TAC é aprovado e TERRACAP negocia com índios

 


            Até o dia 31 de agosto, a Companhia Imobiliária de Brasília (Terracap) deve lançar o edital de licitação das 55 primeiras projeções para a construção de prédios de apartamentos do futuro Setor Noroeste. O sinal verde para o lançamento do edital foi dado sexta-feira (1º) com o novo Termo de Compromisso e Ajustamento de Conduta (TAC) assinado pelo governador José Roberto Arruda, pelo presidente da Terracap, Antônio Gomes, e pelo superintendente do Ibama-DF, Francisco Palhares. Agora, o Ibama tem até o próximo dia 14 para conceder a licença ambiental necessária para registro do Noroeste em cartório. Após a liberação do registro, a Terracap pode começar a vender as primeiras projeções do novo bairro.

Um dos novos compromissos exigidos é a transferência dos 27 índios que hoje ocupam 12 hectares de terras do Noroeste para área do mesmo tamanho em outro lugar do DF. Segundo o TAC, a Terracap não poderá vender a área ocupada pelos indígenas enquanto eles não forem transferidos. Para cumprir com o compromisso, a Terracap selecionou quatro terrenos, todos com 12 hectares. Um grupo de índios foi levado nesta terça-feira (5) por Antônio Gomes, num van da Terracap, para conhecer as novas áreas.

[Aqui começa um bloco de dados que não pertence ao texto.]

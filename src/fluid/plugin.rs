//! Bevy plugin for the SPH fluid.

use bevy::prelude::*;

use super::params::SphParams;
use super::simulation::{Simulation, SimulationStats};

/// Plugin that adds a 2D SPH fluid to a Bevy app.
///
/// # Example
///
/// ```rust,ignore
/// use bevy::prelude::*;
/// use sph2d::prelude::*;
///
/// fn main() {
///     App::new()
///         .add_plugins(MinimalPlugins)
///         .add_plugins(SphPlugin::new(800.0, 600.0, 400))
///         .run();
/// }
/// ```
///
/// An [`SphParams`] resource inserted before the plugin takes precedence over
/// [`SphPlugin::params`].
#[derive(Clone, Debug)]
pub struct SphPlugin {
    pub width: f32,
    pub height: f32,
    pub particle_count: usize,
    pub params: SphParams,
}

impl Default for SphPlugin {
    fn default() -> Self {
        Self::new(800.0, 600.0, 400)
    }
}

impl SphPlugin {
    pub fn new(width: f32, height: f32, particle_count: usize) -> Self {
        Self {
            width,
            height,
            particle_count,
            params: SphParams::default(),
        }
    }

    pub fn with_params(mut self, params: SphParams) -> Self {
        self.params = params;
        self
    }
}

impl Plugin for SphPlugin {
    fn build(&self, app: &mut App) {
        let params = app
            .world()
            .get_resource::<SphParams>()
            .cloned()
            .unwrap_or_else(|| self.params.clone());
        let simulation = Simulation::from_params(self.width, self.height, self.particle_count, params.clone());

        app.insert_resource(params)
            .insert_resource(FluidState::new(simulation))
            .init_resource::<PendingInjections>();

        app.add_systems(
            Update,
            (sync_params, apply_injections, run_simulation, report_stats)
                .chain()
                .in_set(SphSystems),
        );
    }
}

/// System set containing every fluid system, in pipeline order.
#[derive(SystemSet, Clone, Copy, Debug, PartialEq, Eq, Hash)]
pub struct SphSystems;

/// The running simulation and its playback controls.
#[derive(Resource)]
pub struct FluidState {
    pub simulation: Simulation,
    pub paused: bool,
    /// Advance exactly one frame while paused.
    pub step_requested: bool,
    /// Frames between stats reports. Zero disables reporting.
    pub stats_interval: u64,
    /// Stats from the last report.
    pub last_stats: SimulationStats,
    last_report_frame: u64,
}

impl FluidState {
    pub fn new(simulation: Simulation) -> Self {
        Self {
            simulation,
            paused: false,
            step_requested: false,
            stats_interval: 60,
            last_stats: SimulationStats::default(),
            last_report_frame: 0,
        }
    }

    pub fn toggle_pause(&mut self) {
        self.paused = !self.paused;
        info!("Fluid simulation {}", if self.paused { "paused" } else { "resumed" });
    }

    pub fn request_step(&mut self) {
        self.step_requested = true;
    }
}

/// A ring of particles waiting to be added to the simulation.
#[derive(Clone, Copy, Debug, PartialEq)]
pub struct Injection {
    pub position: Vec2,
    pub count: usize,
}

/// Injections queued by input handlers, applied before the next step.
#[derive(Resource, Default, Debug)]
pub struct PendingInjections {
    queue: Vec<Injection>,
}

impl PendingInjections {
    pub fn queue(&mut self, x: f32, y: f32, count: usize) {
        if count > 0 {
            self.queue.push(Injection {
                position: Vec2::new(x, y),
                count,
            });
        }
    }

    pub fn len(&self) -> usize {
        self.queue.len()
    }

    pub fn is_empty(&self) -> bool {
        self.queue.is_empty()
    }
}

fn sync_params(params: Res<SphParams>, mut state: ResMut<FluidState>) {
    if params.is_changed() {
        state.simulation.set_params(params.clone());
    }
}

fn apply_injections(mut pending: ResMut<PendingInjections>, mut state: ResMut<FluidState>) {
    for injection in pending.queue.drain(..) {
        state
            .simulation
            .add_particles(injection.position.x, injection.position.y, injection.count);
    }
}

fn run_simulation(time: Res<Time>, mut state: ResMut<FluidState>) {
    if state.paused && !state.step_requested {
        return;
    }

    let dt = state.simulation.params().clamp_frame_time(time.delta_secs());
    if dt <= 0.0 {
        return;
    }

    state.step_requested = false;
    state.simulation.step(dt);
}

fn report_stats(mut state: ResMut<FluidState>) {
    let frame = state.simulation.frame();
    if state.stats_interval == 0 || frame == state.last_report_frame || frame % state.stats_interval != 0 {
        return;
    }

    let stats = state.simulation.stats();
    debug!(
        "frame {}: {} particles, mean density {:.1} ({:.1}% error), {} on surface, max speed {:.1}",
        frame,
        stats.particle_count,
        stats.mean_density,
        stats.mean_density_error * 100.0,
        stats.surface_particles,
        stats.max_speed,
    );
    state.last_stats = stats;
    state.last_report_frame = frame;
}
//! Read-only render surface.
//!
//! Renderers never touch [`Particle`] directly. They either iterate
//! [`ParticleView`]s or upload a flat buffer of [`ParticleInstance`]s, e.g.
//! drawing each particle as a circle tinted by its density ratio and outlined
//! when it sits on the free surface.

use bevy::prelude::*;

use super::particle::{Particle, ParticleId};

/// What a renderer needs to draw one particle.
#[derive(Clone, Copy, Debug, PartialEq)]
pub struct ParticleView {
    pub id: ParticleId,
    pub position: Vec2,
    /// Density relative to rest density.
    pub density_ratio: f32,
    pub is_surface: bool,
}

impl From<&Particle> for ParticleView {
    fn from(particle: &Particle) -> Self {
        Self {
            id: particle.id,
            position: particle.position,
            density_ratio: particle.density_ratio(),
            is_surface: particle.is_surface,
        }
    }
}

/// GPU-compatible per-particle instance record.
#[repr(C)]
#[derive(Clone, Copy, Debug, Default, PartialEq, bytemuck::Pod, bytemuck::Zeroable)]
pub struct ParticleInstance {
    pub position: [f32; 2],
    pub density_ratio: f32,
    /// 1 for free-surface particles, 0 otherwise.
    pub surface: u32,
}

impl ParticleInstance {
    pub fn position(&self) -> Vec2 {
        Vec2::from_array(self.position)
    }

    pub fn is_surface(&self) -> bool {
        self.surface != 0
    }
}

impl From<&Particle> for ParticleInstance {
    fn from(particle: &Particle) -> Self {
        Self {
            position: particle.position.to_array(),
            density_ratio: particle.density_ratio(),
            surface: particle.is_surface as u32,
        }
    }
}

#[cfg(test)]
mod tests {
    use super::*;
    use crate::fluid::params::SphParams;
    use crate::fluid::simulation::Simulation;

    #[test]
    fn test_instance_layout() {
        assert_eq!(std::mem::size_of::<ParticleInstance>(), 16);

        let instances = [
            ParticleInstance {
                position: [1.0, 2.0],
                density_ratio: 0.5,
                surface: 1,
            },
            ParticleInstance::default(),
        ];
        let bytes: &[u8] = bytemuck::cast_slice(&instances);
        assert_eq!(bytes.len(), 32);
        assert_eq!(&bytes[0..4], &1.0f32.to_ne_bytes());
        assert_eq!(&bytes[12..16], &1u32.to_ne_bytes());
    }

    #[test]
    fn test_views_follow_particles() {
        let params = SphParams::default().with_seed(3);
        let mut sim = Simulation::from_params(120.0, 200.0, 25, params);
        sim.step(1.0 / 60.0);

        let views: Vec<ParticleView> = sim.views().collect();
        assert_eq!(views.len(), sim.len());
        for (view, particle) in views.iter().zip(sim.particles()) {
            assert_eq!(view.id, particle.id);
            assert_eq!(view.position, particle.position);
            assert_eq!(view.is_surface, particle.is_surface);
            assert!(view.density_ratio > 0.0);
        }
    }

    #[test]
    fn test_write_instances_refills_buffer() {
        let params = SphParams::default().with_seed(8);
        let mut sim = Simulation::from_params(120.0, 200.0, 16, params);
        sim.step(1.0 / 60.0);

        let mut buffer = vec![ParticleInstance::default(); 64];
        sim.write_instances(&mut buffer);

        assert_eq!(buffer.len(), 16);
        for (instance, particle) in buffer.iter().zip(sim.particles()) {
            assert_eq!(instance.position(), particle.position);
            assert_eq!(instance.is_surface(), particle.is_surface);
        }
    }
}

O primeiro terreno, localizado próximo do Noroeste e que será transformado em Área de Relevante Interesse Ecológico (ARIE), foi logo descartada pelos índios por ser “muito urbana”. O segundo terreno, na Fazenda Paranoazinho, próxima ao Balão do Colorado, agradou ao grupo, que depois descartou as outras áreas visitadas no Núcleo Rural Monjolo (Recanto das Emas) e na Fazenda Brejo-Torto (no Ribeiro do Torto-Sobradinho). Mas eles só vão dar resposta na próxima semana, depois de consultar os outros indígenas da comunidade, conforme o líder do grupo Manoel Pereira, da tribo Fulni-ô (PE). Fonte site Terracap.

Parta viabilizar o assentamento, a intenção da Terracap é repassar o terreno escolhido pelos índios para a União, que depois o repassaria à Funai, a quem competiria transformar a área em reserva indígena e assentar no local a tribo que hoje ocupa o Noroeste. Caso os índios recusem a oferta, a empresa insistirá nas negociações, mas não está disposta a pagar qualquer centavo dos R$ 75 milhões de indenização exigidos pelos advogados da tribo para que os indígenas deixem a área. “Vamos cumprir todos os compromissos e negociar até a exaustão para atender aos índios, mas jamais pagaremos o que os advogados deles querem receber”, afirmou Gomes.